Friday, June 22, 2007

Australia: Crack down on sexual abuse of Aboriginal children

Reuters:

Widespread sexual abuse of Aboriginal children is a national emergency, Prime Minister John Howard of Australia said Thursday as he announced sweeping measures to tighten controls over remote indigenous communities.

Howard said his government would ban alcohol in remote Aboriginal communities and impose strict new limits on welfare payments to try to ensure that Aboriginal children are safe from abuse and alcohol-related violence.

"This is a national emergency," Howard told Parliament. "We are dealing with a group of young Australians for whom the concept of childhood innocence has never been present. That is a sad and tragic event. Exceptional measures are required to deal with an exceptionally tragic situation."

Howard said the prohibitions would apply in the outback Northern Territory but urged state governments, over which he has less constitutional control, to match them across the entire country.

The intervention reversed a decade of allowing Aboriginal communities largely to govern themselves and comes a week after a new report found that child sexual abuse was widespread.

A "river of grog," or alcohol, was destroying indigenous society, according to the government-sanctioned report, "Little Children are Sacred."

It said sexual abuse by both black and white men of Aboriginal children, some as young as 3, often went unreported.

Aboriginal society is being destroyed by alcohol, which is the gravest threat to the safety of indigenous children in the outback Northern Territory, the report said. Alcohol often used as "a bartering tool" to procure children for sex, it said.

The 460,000 Aborigines make up about 2 percent of the 20 million Australians. They are consistently the most disadvantaged group, with far higher rates of unemployment, domestic violence and alcohol and drug abuse.

Alcohol causes the death of an Aborigine every 38 hours, with one in four of the deaths in the Northern Territory.

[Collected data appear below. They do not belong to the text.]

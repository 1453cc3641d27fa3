// src/strategies/traits.rs
use crate::types::{BookTicker, SymbolLimits};
use crate::utils::precision::SkipReason;
use rand::RngCore;
use rust_decimal::Decimal;

/// Market inputs for one trade decision.
#[derive(Debug, Clone)]
pub struct MarketContext<'a> {
    pub limits: &'a SymbolLimits,
    pub book: &'a BookTicker,
    /// Available quote balance; the smaller of both legs in hedge mode.
    pub balance: Decimal,
}

/// A priced and sized pair, ready to be sent as one BUY and one SELL.
#[derive(Debug, Clone, PartialEq)]
pub struct TradePlan {
    pub symbol: String,
    pub price: Decimal,
    pub quantity: Decimal,
}

impl TradePlan {
    pub fn notional(&self) -> Decimal {
        self.price * self.quantity
    }
}

pub trait TradeSelector: Send + Sync {
    fn name(&self) -> &str;

    fn select(&self, ctx: &MarketContext<'_>, rng: &mut dyn RngCore) -> Result<TradePlan, SkipReason>;
}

Howard said Thursday that his government would use its constitutional power to override Northern Territory laws.

Alcohol would be banned in Aboriginal communities for six months, while every Aboriginal child under the age of 16 would undergo a medical examination.

Extra police would be deployed and pornography outlawed, with computers searched for pornography.

At the same time, the government will demand that half of all welfare payments to parents in Aboriginal communities be spent on food and essential items, while school attendance will be linked to welfare support.